Soft start for electric heaters

[Temp]

After some info/advice on breaker curves and/or soft start/in-rush limiting..

 

Our local village hall is having issues with its IR electric heaters tripping at switch on. There are 6 heaters each on their own C16 30mA RCBO. I don't currently know the wattage of each heater but it looks like they have 6 elements in each so I'm assuming they are quite powerful units. 

 

My background is in electronics rather than electrical engineering so I've just been asked to "translate" what the electrician is saying when they can get him to visit next time.

 

For the moment I'm assuming they are tripping due to inrush current rather than Earth leakage but will ask if he's checked that. The wiring doesn't look too old.

 

It looks like last time he visited he switched one of the RCBO for a B20. That one seems to be OK but three others on C16 are tripping.

 

As I understand it..

C curve trip between 5 and 10 times rated current within 1 second. So a C16 trips between 80 and 160 A.
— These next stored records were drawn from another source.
//! Error handling utilities for the moodstack library.
//!
//! This module provides the central error type `AppError` which represents all
//! possible error conditions that might occur in the library, as well as the
//! convenience type alias `AppResult` for functions that can return these errors.
//!
//! Messages carry enough context (operation, diary id, owner id) to diagnose a
//! failure, and never include key material, passwords, or diary plaintext.

use std::io;
use thiserror::Error;

/// Represents specific error cases that can occur during cryptographic operations.
///
/// These cover key derivation, cipher construction and the random source. An
/// authenticated-decryption failure is reported separately so that callers can
/// tell "wrong key or tampered data" apart from "the crypto stack broke".
///
/// # Examples
///
/// ```
/// use moodstack::errors::CryptoError;
///
/// let error = CryptoError::InvalidKeyLength { expected: 32, actual: 16 };
/// let message = format!("{}", error);
/// assert!(message.contains("32"));
/// assert!(message.contains("16"));
/// ```
#[derive(Debug, Error)]
pub enum CryptoError {
    /// Key material handed to the cipher has the wrong size.
    #[error("Invalid key length: expected {expected} bytes, got {actual}")]
    InvalidKeyLength {
        /// Required key length in bytes
        expected: usize,
        /// Length that was supplied
        actual: usize,
    },

    /// Nonce read back from storage has the wrong size.
    #[error("Invalid nonce length: expected {expected} bytes, got {actual}")]
    InvalidNonceLength {
        /// Required nonce length in bytes
        expected: usize,
        /// Length that was found
        actual: usize,
    },

    /// Argon2 rejected its parameters or failed to derive a key.
    #[error("Key derivation failed: {0}")]
    KeyDerivation(String),

    /// AEAD sealing failed.
    #[error("Encryption failed: {0}")]
    Encryption(String),

    /// Authenticated decryption failed: wrong key, wrong password or tampered data.
    #[error("Authenticated decryption failed (wrong key or tampered data)")]
    Authentication,

    /// A stored password hash could not be parsed or produced.
    #[error("Password hash error: {0}")]
    PasswordHash(String),
}

/// Represents specific error cases that can occur during database operations.
///
/// # Examples
///
/// ```
/// use moodstack::errors::DatabaseError;
///
/// let error = DatabaseError::Custom("unknown encryption mode 'rot13'".to_string());
/// assert!(format!("{}", error).contains("rot13"));
/// ```
#[derive(Debug, Error)]
pub enum DatabaseError {
    /// SQLite database error.
    #[error("Database error: {0}")]
    Sqlite(#[from] rusqlite::Error),

    /// Connection pool error.
    #[error("Failed to get connection from pool: {0}\n\nThis may indicate database connection issues. Try closing other moodstack instances.")]
    Pool(#[from] r2d2::Error),

    /// A JSON column could not be encoded or decoded.
    #[error("Failed to serialize column data: {0}")]
    Serialization(#[from] serde_json::Error),

    /// Custom database error with detailed message, e.g. a corrupt row.
    #[error("Database error: {0}")]
    Custom(String),
}

/// Represents specific error cases that can occur while talking to the
/// external inference service.
///
/// None of these ever reach the end caller of an analysis: they trigger the
/// fallback to local scoring.
///
/// # Examples
///
/// ```
/// use moodstack::errors::AIError;
///
/// let error = AIError::ModelNotFound("qwen2.5:7b".to_string());
/// assert!(format!("{}", error).contains("qwen2.5:7b"));
/// ```
#[derive(Debug, Error)]
pub enum AIError {
    /// Inference API is not reachable or the request timed out.
    #[error("Ollama API error: {0}. Is Ollama running? Try: ollama serve")]
    OllamaOffline(#[source] reqwest::Error),

    /// Requested model not found on the server.
    #[error("Model not found: {0}. Try: ollama pull {0}")]
    ModelNotFound(String),

    /// Invalid or unexpected response from the API.
    #[error("Invalid response from Ollama: {0}")]
    InvalidResponse(String),

    /// The free-form answer did not contain a usable structured payload.
    #[error("No structured emotion payload in model response: {0}")]
    MissingPayload(String),
}

/// Represents all possible errors that can occur in the moodstack library.
///
/// This enum is the central error type used across the crate, with variants
/// for different error categories. It uses `thiserror` for deriving the `Error` trait
/// implementation and formatted error messages.
///
/// # Examples
///
/// Creating an invalid argument error:
/// ```
/// use moodstack::errors::AppError;
///
/// let error = AppError::InvalidArgument("individual password is required".to_string());
/// assert_eq!(format!("{}", error), "Invalid argument: individual password is required");
/// ```
///
/// Converting from an IO error:
/// ```
/// use moodstack::errors::AppError;
/// use std::io::{self, ErrorKind};
///
/// let io_error = io::Error::new(ErrorKind::NotFound, "file not found");
/// let app_error: AppError = io_error.into();
///
/// match app_error {
///     AppError::Io(inner) => assert_eq!(inner.kind(), ErrorKind::NotFound),
///     _ => panic!("Expected Io variant"),
/// }
/// ```
#[derive(Debug, Error)]
pub enum AppError {
    /// Errors related to configuration loading or validation.
    #[error("Configuration error: {0}")]
    Config(String),

    /// Input/output errors from filesystem operations.
    #[error("I/O error: {0}")]
    Io(#[from] io::Error),

    /// Malformed mode, missing required password and similar caller mistakes.
    ///
    /// Raised before any cryptographic work happens.
    #[error("Invalid argument: {0}")]
    InvalidArgument(String),

    /// Key derivation or cipher construction failed.
    #[error("Cryptographic error: {0}")]
    Crypto(#[from] CryptoError),

    /// Authenticated decryption of a specific diary failed.
    #[error("Failed to decrypt diary '{diary_id}' for owner {owner_id} during {operation}: wrong key or password, or the record was tampered with")]
    Decryption {
        /// The store operation that attempted the decryption
        operation: &'static str,
        /// Diary the ciphertext belongs to
        diary_id: String,
        /// Owner the lookup was scoped to
        owner_id: i64,
    },

    /// A row was missing or not owned by the caller.
    #[error("Not found: {0}")]
    NotFound(String),

    /// Errors related to database operations.
    #[error("Storage error: {0}")]
    Database(#[from] DatabaseError),

    /// Errors related to the external inference service.
    #[error("External service error: {0}")]
    AI(#[from] AIError),
}

impl AppError {
    /// Returns `true` when the error is an authenticated-decryption failure.
    pub fn is_decryption_failure(&self) -> bool {
        matches!(
            self,
            AppError::Decryption { .. } | AppError::Crypto(CryptoError::Authentication)
        )
    }
}

impl From<rusqlite::Error> for AppError {
    fn from(e: rusqlite::Error) -> Self {
        AppError::Database(DatabaseError::Sqlite(e))
    }
}

impl From<r2d2::Error> for AppError {
    fn from(e: r2d2::Error) -> Self {
        AppError::Database(DatabaseError::Pool(e))
    }
}

/// A type alias for `Result<T, AppError>` to simplify function signatures.
///
/// # Examples
///
/// ```
/// use moodstack::errors::{AppResult, AppError};
///
/// fn might_fail() -> AppResult<String> {
///     if false {
///         return Err(AppError::NotFound("diary 42".to_string()));
///     }
///     Ok("Operation succeeded".to_string())
/// }
/// ```
pub type AppResult<T> = Result<T, AppError>;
B curve trip between 3 and 5 times rated current between 1 and 5 seconds. So a B20 trips between 60 and 100A.

 

Q1: So tentatively it sounds like the issue is the duration of the inrush current rather than the magnitude of the inrush current?

 

Q2: The whole lot are on one 100A RCD (I think) so I suspect he can't switch them all to B20 because 6 x 20A = 120A. They are normally all on at once so can't apply diversity? Or am I talking bollocks 🙂

 

Q3: Would it be reasonable to try 6 x B16 instead of C16 as they tolerate overload for a bit longer or am I misunderstanding how they work?

 

Have heard conflicting info from the Village Hall committee. One said the electrician was considering adding in-rush current limiting at £25 to £100 per heater, but another added "or rewiring".

 

I think each heater is on a 2.5mm^2 radial. Part clipped, part loose in the roof and part in metal conduit. I think a 2.5mm^2 radial is typically limited to 16-20A.

 

Any suggestions for how to diagnose the problem ?

 

Do electricians carry a fancy meter that can measure in-rush peak durations ? I suspect not. 

 

Edited Friday at 00:14 by Temp

[Nickfromwales]

1 hour ago, Temp said:

Do electricians carry a fancy meter that can measure in-rush peak durations ? I suspect not. 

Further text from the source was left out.